Records -- current status

Tue Mar 20 13:57:13 UTC 2018

Hi all,

First time posting (though I've been silently following discussions for
quite some time).

As this is my very first message, I might be missing some important points
already discussed (my apologies if this is the case).

Please see my comments inline, thanks for letting the community participate
in these discussions.

Regards,
fps.-

2018-03-16 15:55 GMT-03:00 Brian Goetz <brian.goetz at oracle.com>:
>
> - Extension. The proposal outlines a notion of abstract record, which
provides a "width subtyped" hierarchy.

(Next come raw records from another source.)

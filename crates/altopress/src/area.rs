//! Area: one rectangular division of a page in the physical structMap.

use altopress_core::{AltoError, Rect};
use altopress_parse::AreaRecord;
use tracing::debug;

use crate::page::Page;
use crate::textblock::TextBlock;

/// A rectangle on a page tied to one structural-map entry.
///
/// Areas are re-derivable from the document's METS, so two instances for
/// the same id may coexist; equality is by id, not identity. An area whose
/// id never appears in structLink has no article — that is observed data,
/// not an error.
#[derive(Debug, Clone)]
pub struct Area {
    id: String,
    area_type: Option<String>,
    category: Option<String>,
    page_code: String,
    image_ref: Option<String>,
    shape: Option<String>,
    rect: Rect,
    article_id: Option<String>,
    page_part: Option<String>,
}

impl Area {
    pub(crate) fn from_record(
        record: &AreaRecord,
        page_code: &str,
        article_id: Option<&str>,
        page_part: Option<&str>,
    ) -> Result<Self, AltoError> {
        let coords = record.coords.as_deref().ok_or_else(|| {
            AltoError::MalformedDocument(format!("area {} has no coordinates", record.id))
        })?;
        let rect = Rect::from_coord_string(coords)?;

        if article_id.is_none() {
            debug!(area = %record.id, "area has no structural link to an article");
        }

        Ok(Self {
            id: record.id.clone(),
            area_type: record.area_type.clone(),
            category: record.category.clone(),
            page_code: page_code.to_string(),
            image_ref: record.image_ref.clone(),
            shape: record.coord_type.clone(),
            rect,
            article_id: article_id.map(str::to_string),
            page_part: page_part.map(str::to_string),
        })
    }

    pub fn id(&self) -> &str {
        &self.id
    }

    /// Structural type of the division (e.g. `"body"`).
    pub fn area_type(&self) -> Option<&str> {
        self.area_type.as_deref()
    }

    /// Structural category of the division (e.g. `"text"`).
    pub fn category(&self) -> Option<&str> {
        self.category.as_deref()
    }

    /// Code of the page this area sits on.
    pub fn page_code(&self) -> &str {
        &self.page_code
    }

    /// FILEID of the page image this area crops from.
    pub fn image_ref(&self) -> Option<&str> {
        self.image_ref.as_deref()
    }

    /// Coordinate shape, e.g. `"RECT"`.
    pub fn shape(&self) -> Option<&str> {
        self.shape.as_deref()
    }

    /// The area rectangle on its page.
    pub fn rect(&self) -> Rect {
        self.rect
    }

    pub fn width(&self) -> i32 {
        self.rect.width()
    }

    pub fn height(&self) -> i32 {
        self.rect.height()
    }

    pub fn x(&self) -> i32 {
        self.rect.x()
    }

    pub fn y(&self) -> i32 {
        self.rect.y()
    }

    /// Id of the article this area belongs to; `None` when no structural
    /// link references the area.
    pub fn article_id(&self) -> Option<&str> {
        self.article_id.as_deref()
    }

    /// Freeform page/area label from structLink, e.g. `"page1 area3"`.
    pub fn page_part(&self) -> Option<&str> {
        self.page_part.as_deref()
    }

    /// The text block on `page` with this area's id.
    ///
    /// # Errors
    ///
    /// Returns [`AltoError::StructuralInconsistency`] if more than one
    /// block shares the id.
    pub fn textblock<'p>(&self, page: &'p Page) -> Result<Option<&'p TextBlock>, AltoError> {
        page.textblock_by_id(&self.id)
    }
}

impl PartialEq for Area {
    fn eq(&self, other: &Self) -> bool {
        self.id == other.id
    }
}

impl Eq for Area {}
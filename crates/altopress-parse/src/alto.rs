//! ALTO reader: per-page OCR geometry, strings, and text blocks.
//!
//! ALTO attribute parsing is deliberately forgiving: a batch run over
//! millions of scanned pages must not die on one page whose OCR engine
//! omitted `WC` or emitted a garbled `WIDTH`. Numeric attributes fall back
//! to zero, and confidence values are kept as raw strings alongside parsed
//! views.

use roxmltree::{Document, Node};
use tracing::debug;

use crate::error::ParseError;

/// One ALTO `String` element: a recognized word with position and
/// confidence attributes.
#[derive(Debug, Clone, PartialEq)]
pub struct OcrString {
    /// Recognized text (`CONTENT`).
    pub content: String,
    /// `HPOS`, zero when missing or invalid.
    pub x: i32,
    /// `VPOS`, zero when missing or invalid.
    pub y: i32,
    /// `WIDTH`, zero when missing or invalid.
    pub width: i32,
    /// `HEIGHT`, zero when missing or invalid.
    pub height: i32,
    /// Word confidence (`WC`) as written, `None` when the engine omitted it.
    pub word_confidence: Option<String>,
    /// Character confidences (`CC`) as written.
    pub character_confidence: Option<String>,
}

/// One ALTO `TextBlock` element with its strings in document order.
#[derive(Debug, Clone, PartialEq)]
pub struct RawTextBlock {
    pub id: Option<String>,
    pub strings: Vec<OcrString>,
}

/// One ALTO `GraphicalElement`.
#[derive(Debug, Clone, PartialEq)]
pub struct Graphic {
    pub id: Option<String>,
    pub x: i32,
    pub y: i32,
    pub width: i32,
    pub height: i32,
}

/// Everything read from one ALTO page stream.
#[derive(Debug, Clone, PartialEq)]
pub struct AltoPage {
    /// Page width in pixels (`WIDTH`), zero when missing or invalid.
    pub width: i32,
    /// Page height in pixels (`HEIGHT`), zero when missing or invalid.
    pub height: i32,
    /// Page-level OCR confidence (`PC`), zero when missing or invalid.
    pub confidence: f64,
    /// Text blocks in document order.
    pub blocks: Vec<RawTextBlock>,
    /// Graphical elements in document order.
    pub graphics: Vec<Graphic>,
}

/// Parse one ALTO page stream from raw bytes.
///
/// # Errors
///
/// Returns [`ParseError::Encoding`] if the bytes are not UTF-8, otherwise
/// as [`parse_alto`].
pub fn parse_alto_bytes(bytes: &[u8]) -> Result<AltoPage, ParseError> {
    parse_alto(std::str::from_utf8(bytes)?)
}

/// Parse one ALTO page stream.
///
/// # Errors
///
/// Returns [`ParseError::Xml`] if the stream is not well-formed, and
/// [`ParseError::MissingStructure`] if it contains no `Page` element (the
/// stream is well-formed XML but not ALTO).
pub fn parse_alto(xml: &str) -> Result<AltoPage, ParseError> {
    let doc = Document::parse(xml)?;
    let root = doc.root_element();

    let page = root
        .descendants()
        .find(|n| n.is_element() && n.tag_name().name() == "Page")
        .ok_or_else(|| ParseError::MissingStructure("no Page element".to_string()))?;

    let width = int_attribute(&page, "WIDTH");
    let height = int_attribute(&page, "HEIGHT");
    let confidence = page
        .attribute("PC")
        .and_then(|pc| pc.parse().ok())
        .unwrap_or_else(|| {
            debug!("page confidence missing or invalid, defaulting to 0");
            0.0
        });

    let blocks = root
        .descendants()
        .filter(|n| n.is_element() && n.tag_name().name() == "TextBlock")
        .map(|block| RawTextBlock {
            id: block.attribute("ID").map(str::to_string),
            strings: block
                .descendants()
                .filter(|n| n.is_element() && n.tag_name().name() == "String")
                .map(|s| parse_string(&s))
                .collect(),
        })
        .collect();

    let graphics = root
        .descendants()
        .filter(|n| n.is_element() && n.tag_name().name() == "GraphicalElement")
        .map(|g| Graphic {
            id: g.attribute("ID").map(str::to_string),
            x: int_attribute(&g, "HPOS"),
            y: int_attribute(&g, "VPOS"),
            width: int_attribute(&g, "WIDTH"),
            height: int_attribute(&g, "HEIGHT"),
        })
        .collect();

    Ok(AltoPage {
        width,
        height,
        confidence,
        blocks,
        graphics,
    })
}

fn int_attribute(node: &Node, name: &str) -> i32 {
    node.attribute(name)
        .and_then(|value| value.parse().ok())
        .unwrap_or(0)
}

fn parse_string(node: &Node) -> OcrString {
    OcrString {
        content: node.attribute("CONTENT").unwrap_or_default().to_string(),
        x: int_attribute(node, "HPOS"),
        y: int_attribute(node, "VPOS"),
        width: int_attribute(node, "WIDTH"),
        height: int_attribute(node, "HEIGHT"),
        word_confidence: node.attribute("WC").map(str::to_string),
        character_confidence: node.attribute("CC").map(str::to_string),
    }
}
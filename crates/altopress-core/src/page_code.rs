//! Numeric-aware ordering for page codes.

/// Sort key for a page code of the form `[0-9]+(_[0-9]+)*`.
///
/// Splits the code on `_` and parses each segment as an integer, so that
/// sorting by this key gives natural numeric order: `"2"` sorts before
/// `"10"`, and `"123_4"` before `"123_10"`. Non-numeric segments (which a
/// well-formed listing never produces) are skipped rather than panicking.
pub fn page_code_key(page_code: &str) -> Vec<u64> {
    page_code
        .split('_')
        .filter_map(|segment| segment.parse().ok())
        .collect()
}
use std::path::PathBuf;

use clap::{Parser, Subcommand};

/// Inspect METS/ALTO archives: documents, articles, and token matches.
#[derive(Debug, Parser)]
#[command(name = "altopress", about, version)]
pub struct Cli {
    #[command(subcommand)]
    pub command: Commands,
}

/// Available subcommands.
#[derive(Debug, Subcommand)]
pub enum Commands {
    /// List the archive's documents with their metadata
    Info {
        /// Path to the archive (directory or ZIP)
        #[arg(value_name = "ARCHIVE")]
        archive: PathBuf,

        /// Archive family (newspapers, books, library). Default: probe
        #[arg(long)]
        family: Option<String>,
    },

    /// Dump resolved articles as JSON
    Articles {
        /// Path to the archive (directory or ZIP)
        #[arg(value_name = "ARCHIVE")]
        archive: PathBuf,

        /// Restrict to one document code. Default: all documents
        #[arg(long)]
        document: Option<String>,
    },

    /// Match tokens across every text block of the archive
    Search {
        /// Path to the archive (directory or ZIP)
        #[arg(value_name = "ARCHIVE")]
        archive: PathBuf,

        /// Query strings (or patterns with --regex)
        #[arg(value_name = "QUERY", required = true)]
        queries: Vec<String>,

        /// Fuzzy method (ratio, partial_ratio, token_sort_ratio,
        /// token_set_ratio)
        #[arg(long, default_value = "token_set_ratio")]
        method: String,

        /// Minimum fuzzy score to keep a match
        #[arg(long, default_value_t = 85.0)]
        min_ratio: f64,

        /// Treat queries as case-insensitive regular expressions
        #[arg(long)]
        regex: bool,

        /// Keep every scored token instead of filtering
        #[arg(long)]
        all_results: bool,
    },
}
//! Publication-year derivation from free-text date and place fields.

use std::sync::OnceLock;

use regex::Regex;

/// Strict `CCYY-MM-DD` (or `CCYY/MM/DD`) date at the start of the text.
fn standard_date() -> &'static Regex {
    static RE: OnceLock<Regex> = OnceLock::new();
    RE.get_or_init(|| {
        Regex::new(r"^1[6-9]\d{2}(-|/)(0[1-9]|1[0-2])(-|/)(0[1-9]|[12]\d|3[01])")
            .expect("standard date pattern compiles")
    })
}

/// A 4-digit year from 1600 to 1999.
fn long_year() -> &'static Regex {
    static RE: OnceLock<Regex> = OnceLock::new();
    RE.get_or_init(|| Regex::new(r"1[6-9]\d\d").expect("long year pattern compiles"))
}

/// A 2-digit number.
fn short_year() -> &'static Regex {
    static RE: OnceLock<Regex> = OnceLock::new();
    RE.get_or_init(|| Regex::new(r"\d\d").expect("short year pattern compiles"))
}

/// Extract years of form 16xx to 19xx from free text.
///
/// Catalogue date fields are rarely a clean date: `"1862, [1861]"`,
/// `"1847 [1846, 47]"`, and `"1873-80"` all occur. Two rules apply:
///
/// - If the text begins with a strict `CCYY-MM-DD` date, only that 4-digit
///   year is returned.
/// - Otherwise the text is split on each 4-digit year; any 2-digit number
///   in the run of text following a year is expanded with that year's
///   century prefix (`"1873-80"` yields 1873 and 1880).
///
/// The result is sorted and deduplicated. Text containing no year yields an
/// empty list; this function never fails.
///
/// ```
/// use altopress_core::parse_year;
///
/// assert_eq!(parse_year("1862, [1861]"), vec![1861, 1862]);
/// assert_eq!(parse_year("1847 [1846, 47]"), vec![1846, 1847]);
/// assert_eq!(parse_year("1873-80"), vec![1873, 1880]);
/// assert_eq!(parse_year("1870-09-01"), vec![1870]);
/// ```
pub fn parse_year(text: &str) -> Vec<i32> {
    if standard_date().is_match(text) {
        if let Ok(year) = text[0..4].parse() {
            return vec![year];
        }
    }

    let mut results: Vec<i32> = Vec::new();
    let matches: Vec<_> = long_year().find_iter(text).collect();
    for (i, year_match) in matches.iter().enumerate() {
        let year_text = year_match.as_str();
        if let Ok(year) = year_text.parse() {
            results.push(year);
        }

        // The run of text between this year and the next carries any
        // century-relative 2-digit years ("1847 [.., 47]" -> 1847).
        let rest_end = matches
            .get(i + 1)
            .map(|next| next.start())
            .unwrap_or(text.len());
        let rest = &text[year_match.end()..rest_end];
        let century = &year_text[0..2];
        for short in short_year().find_iter(rest) {
            if let Ok(expanded) = format!("{century}{}", short.as_str()).parse() {
                results.push(expanded);
            }
        }
    }

    results.sort_unstable();
    results.dedup();
    results
}
use std::path::Path;

use altopress::Document;
use serde_json::json;

use crate::info_cmd::open_archive;

/// Dump resolved articles as JSON lines, one per article.
pub fn run(archive_path: &Path, document_code: Option<&str>) -> Result<(), i32> {
    let archive = open_archive(archive_path, None)?;

    let documents: Vec<Document<'_>> = match document_code {
        Some(code) => vec![archive.document_by_code(code).map_err(|err| {
            eprintln!("error: {err}");
            1
        })?],
        None => archive
            .documents()
            .filter_map(|document| match document {
                Ok(document) => Some(document),
                Err(err) => {
                    eprintln!("error: {err}");
                    None
                }
            })
            .collect(),
    };

    for document in &documents {
        let articles = match document.articles() {
            Ok(articles) => articles,
            Err(err) => {
                eprintln!("error: {}: {err}", document.code());
                continue;
            }
        };
        for article in articles {
            let parts: Vec<_> = article
                .parts
                .iter()
                .map(|part| {
                    let rect = part.area.rect();
                    json!({
                        "area": part.area.id(),
                        "page": part.area.page_code(),
                        "page_part": part.area.page_part(),
                        "shape": part.area.shape(),
                        "coords": [rect.x0, rect.y0, rect.x1, rect.y1],
                        "content": part.textblock.content(),
                    })
                })
                .collect();
            let row = json!({
                "document": document.code(),
                "article": article.id,
                "parts": parts,
            });
            println!("{row}");
        }
    }
    Ok(())
}
//! End-to-end tests over fixture archives written to a temp directory.

use altopress::{AltoError, Archive, ArchiveFamily, FuzzMethod, MatchOptions};

const METS: &str = r##"<?xml version="1.0" encoding="UTF-8"?>
<mets:mets xmlns:mets="http://www.loc.gov/METS/"
           xmlns:mods="http://www.loc.gov/mods/v3"
           xmlns:xlink="http://www.w3.org/1999/xlink">
  <mets:dmdSec ID="dmd1">
    <mets:mdWrap><mets:xmlData><mods:mods>
      <mods:titleInfo><mods:title>The Dundee Courier</mods:title></mods:titleInfo>
      <mods:originInfo>
        <mods:publisher>W. Thomson</mods:publisher>
        <mods:place><mods:placeTerm>Dundee</mods:placeTerm></mods:place>
        <mods:dateIssued>1847 [1846, 47]</mods:dateIssued>
      </mods:originInfo>
      <mods:identifier>0000164</mods:identifier>
    </mods:mods></mets:xmlData></mets:mdWrap>
  </mets:dmdSec>
  <mets:structMap TYPE="PHYSICAL">
    <mets:div TYPE="issue">
      <mets:div ID="phys1" ORDER="1" TYPE="page">
        <mets:div ID="pa0001001" TYPE="body" CATEGORY="text">
          <mets:fptr><mets:area FILEID="img0001" SHAPE="RECT" COORDS="1220,5,2893,221"/></mets:fptr>
        </mets:div>
        <mets:div ID="pa0001003" TYPE="body" CATEGORY="text">
          <mets:fptr><mets:area FILEID="img0001" SHAPE="RECT" COORDS="2934,14,3709,211"/></mets:fptr>
        </mets:div>
      </mets:div>
      <mets:div ID="phys2" ORDER="2" TYPE="page">
        <mets:div ID="pa0002001" TYPE="body" CATEGORY="text">
          <mets:fptr><mets:area FILEID="img0002" SHAPE="RECT" COORDS="10,10,500,300"/></mets:fptr>
        </mets:div>
        <mets:div ID="pa0002002" TYPE="body" CATEGORY="illustration">
          <mets:fptr><mets:area FILEID="img0002" SHAPE="RECT" COORDS="600,10,900,300"/></mets:fptr>
        </mets:div>
      </mets:div>
    </mets:div>
  </mets:structMap>
  <mets:structMap TYPE="LOGICAL">
    <mets:div TYPE="newspaper">
      <mets:div ID="art0001" TYPE="ARTICLE"/>
      <mets:div ID="art0002" TYPE="ARTICLE"/>
      <mets:div ID="pi0001" TYPE="ARTICLE"/>
    </mets:div>
  </mets:structMap>
  <mets:structLink>
    <mets:smLinkGrp>
      <mets:smLocatorLink xlink:href="#art0001" xlink:label="article" xlink:type="locator"/>
      <mets:smLocatorLink xlink:href="#pa0001001" xlink:label="page1 area1" xlink:type="locator"/>
      <mets:smLocatorLink xlink:href="#pa0001003" xlink:label="page1 area3" xlink:type="locator"/>
    </mets:smLinkGrp>
    <mets:smLinkGrp>
      <mets:smLocatorLink xlink:href="#art0002" xlink:label="article" xlink:type="locator"/>
      <mets:smLocatorLink xlink:href="#pa0002001" xlink:label="page2 area1" xlink:type="locator"/>
    </mets:smLinkGrp>
  </mets:structLink>
</mets:mets>"##;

Some have questioned whether this
carries its weight, especially given how Scala doesn't support case-to-case
extension (some see this as a bug, others as an existence proof.) Records
can implement interfaces.

In the linked document (
http://cr.openjdk.java.net/~briangoetz/amber/datum.html), it says that if a
concrete record extends an abstract record, the state vector of the
abstract record must be a prefix of the state vector of the concrete
record. An example:

    abstract record Base(int x, int y);

    record Sub(int x, int y, int z) extends Base(x, y);

So, my question is why Base(x, y) and why not i.e. Base(y, z) or Base (x,
z) or even Base (y, x), etc?

Initially, as fields are referenced by name, I saw no reason for concrete
records to be able to only append new fields to the state vector. However,
when I was to think of a concrete example where it would be useful to relax
the "prefix constraint", I must admit that I couldn't find any practical
example... Anyway, although only from a theoretical point of view, it would
be nice to know the rationale behind this constraint.

>
> - Concrete records are final. Relaxing this adds complexity to the
equality story; I'm not seeing good reasons to do so.

Absolutely agree.

>
> - Additional constructors. I don't see any reason why additional
constructors are problematic, especially if they are constrained to
delegate to the default constructor (which in turn is made far simpler if
there can be statements ahead of the this() call.) Users may find the lack
of additional constructors to be an arbitrary limitation (and they'd
probably be right.)

I also agree here. A typical use case would be to use additional
constructors accepting less fields to provide default values to the
principal or default constructor.

Besides this, I think that copy constructors are widely used (much more
than Cloneable and .clone()), which makes me think about 2 things:

1. What about automatically providing a copy constructor for records?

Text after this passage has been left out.